Myth 1 – The Only Way is Up

It is a common belief that most employees aspire to achieve promotion, and that a management job is a sign of success. Not true, bust the majority of organisations are structured so that the only way to reward people in the longer term is to promote them.

Every individual is driven by a unique set of values and intake skills that can have a real impact at work, if they were recognised and aligned with the organisation’s needs. Recognising  your key drivers at work and looking for opportunities to utile them gives you more control over your career direction and will raise your value and profile.

Myth 2 – Plateauing is a sign of failure

A career plateau is when you have no further opportunities for advancement.  Organisations are much flatter than they used to be and most of us have found there are fewer rungs in the career ladder. Growing your career doesn’t have to mean getting the next promotion. Some organisations create the conditions that allow individual careers to plateau and then struggle with the resulting drop in performance.

The people who enjoy long term success  are often the ones who recognise that real influence comes not from a job title, but from the credibility and trust they have built with others in the organisation. They build on their natural talents and find opportunities to develop these strengths by contributing in new and different ways that go beyond traditional job titles and structures.

Myth 3 The Oganisation Only Values Managers

Organisations often make the mistake of rewarding their high performers with a management role – it’s what is traditionally expected on both sides. Does working at a more senior level mean you contribute more? Not necessarily.  There is however an expectation that you will contribute more because salary and level says you should be  In many cases however,  a promotion to a management role leads to a drop in performance.

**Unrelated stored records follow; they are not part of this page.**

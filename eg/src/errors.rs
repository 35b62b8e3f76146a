// Copyright (C) Microsoft Corporation. All rights reserved.

#![deny(clippy::unwrap_used)]
#![deny(clippy::expect_used)]
#![deny(clippy::panic)]
#![deny(clippy::manual_assert)]

//! The error type shared across the crate.
//!
//! Every operation that can fail on adversarial input returns an [`EgError`];
//! errors are surfaced to the caller, never swallowed. An
//! [`EgError::InvariantViolation`] indicates a bug in this crate, not bad
//! input, and aborts the operation that detected it.

/// The main [`std::error::Error`] type returned by functions of the `eg`
/// crate.
#[derive(thiserror::Error, Clone, Debug, PartialEq, Eq)]
pub enum EgError {
    #[error("Value is not a canonical element: {0}")]
    InvalidElement(String),

    #[error("Element is not a member of the order-q subgroup: {0}")]
    SubgroupViolation(String),

    #[error("ElGamal secret keys must satisfy 2 <= s < q.")]
    WeakSecret,

    #[error("Encryption nonce is unusable: {0}")]
    BadNonce(String),

    #[error("Selection `{selection_id}` does not exist in contest `{contest_id}`.")]
    UnknownSelection {
        contest_id: String,
        selection_id: String,
    },

    #[error(
        "Contest `{contest_id}` selects {selected} options but its selection limit is {limit}."
    )]
    OverVote {
        contest_id: String,
        selected: u64,
        limit: u64,
    },

    #[error("Ballot does not conform to ballot style `{0}`.")]
    WrongStyle(String),

    #[error("Proof verification failed: {0}")]
    ProofVerificationFailed(String),

    #[error("Backup from guardian `{owner_id}` for guardian `{designated_id}` failed verification: {reason}")]
    BackupVerificationFailed {
        owner_id: String,
        designated_id: String,
        reason: String,
    },

    #[error("Guardian sequence order {0} is already in use.")]
    DuplicateSequenceOrder(u32),

    #[error("Guardian id `{0}` is already in use.")]
    DuplicateGuardianId(String),

    #[error("Only {available} guardians are available, but decryption requires a quorum of {quorum}.")]
    QuorumUnmet { available: u32, quorum: u32 },

    #[error("Ballot `{0}` was already added to the tally.")]
    DuplicateBallot(String),

    #[error("No discrete log found below the ceiling of {ceiling}.")]
    TallyOutOfRange { ceiling: u64 },

    #[error("Internal invariant violated: {0}")]
    InvariantViolation(String),
}

/// [`Result`](std::result::Result) type with an [`EgError`].
pub type EgResult<T> = Result<T, EgError>;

Does moving into management from a specialist area mean you will be more satisfied and contribute more Again not necessarily.  The key to job satisfaction is aligning your personal values and strengths with the priorities of your organisation to create a win-win for you both.

Adjust Your Sights, Change Your Thinking

What organisations value is a leadership mindset – someone who can inspire, develop and get things done through others.  A new generation of employees are coming through.  They seek purpose and collaboration. They are social and tech savvy.  They don’t want management, they want leadership.

 

 

1 Comments

  1. Reply

    Associations frequently commit the error of remunerating their superior workers with an administration part – it’s what is generally expected on both sides. Does working at a more senior level mean you contribute more? Not so much. There is however a desire that you will contribute more since pay and level says you ought to be In numerous cases in any case, an advancement to an administration part prompts a drop in execution.

    Does moving into administration from an expert zone mean you will be more fulfilled and contribute all the more Again not so much. The way to employment fulfillment is adjusting your own qualities and qualities with the needs of your association to make a win-win for you both.